◆ Try it ◆
Could you print the lines below exactly, from the one holding "pub mod cache;" through the last line, with no other output?

◆ Data extracts ◆
#![forbid(unsafe_code)]

pub mod atlas;
pub mod cache;
pub mod codec;
pub mod descriptor;
pub mod error;
pub mod mask;
pub mod random;
pub mod raster;
pub mod sprite;

pub use atlas::{generate, generate_with};
pub use cache::{MaskCache, default_image_mask, default_mask, prepare_default_mask};
pub use codec::{FORMAT_VERSION, Validator, deserialize, serialize};
pub use descriptor::MaskDescriptor;
pub use error::{VeilError, VeilResult};
pub use mask::{CachedMask, FRAMES_PER_ROW, FrameRect, MaskFrame};
pub use random::BufferedRandom;
pub use raster::{Raster, Rgba8};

◆ Answer to the problem ◆
pub mod cache;
pub mod codec;
pub mod descriptor;
pub mod error;
pub mod mask;
pub mod random;
pub mod raster;
pub mod sprite;

pub use atlas::{generate, generate_with};
pub use cache::{MaskCache, default_image_mask, default_mask, prepare_default_mask};
pub use codec::{FORMAT_VERSION, Validator, deserialize, serialize};
pub use descriptor::MaskDescriptor;
pub use error::{VeilError, VeilResult};
pub use mask::{CachedMask, FRAMES_PER_ROW, FrameRect, MaskFrame};
pub use random::BufferedRandom;
pub use raster::{Raster, Rgba8};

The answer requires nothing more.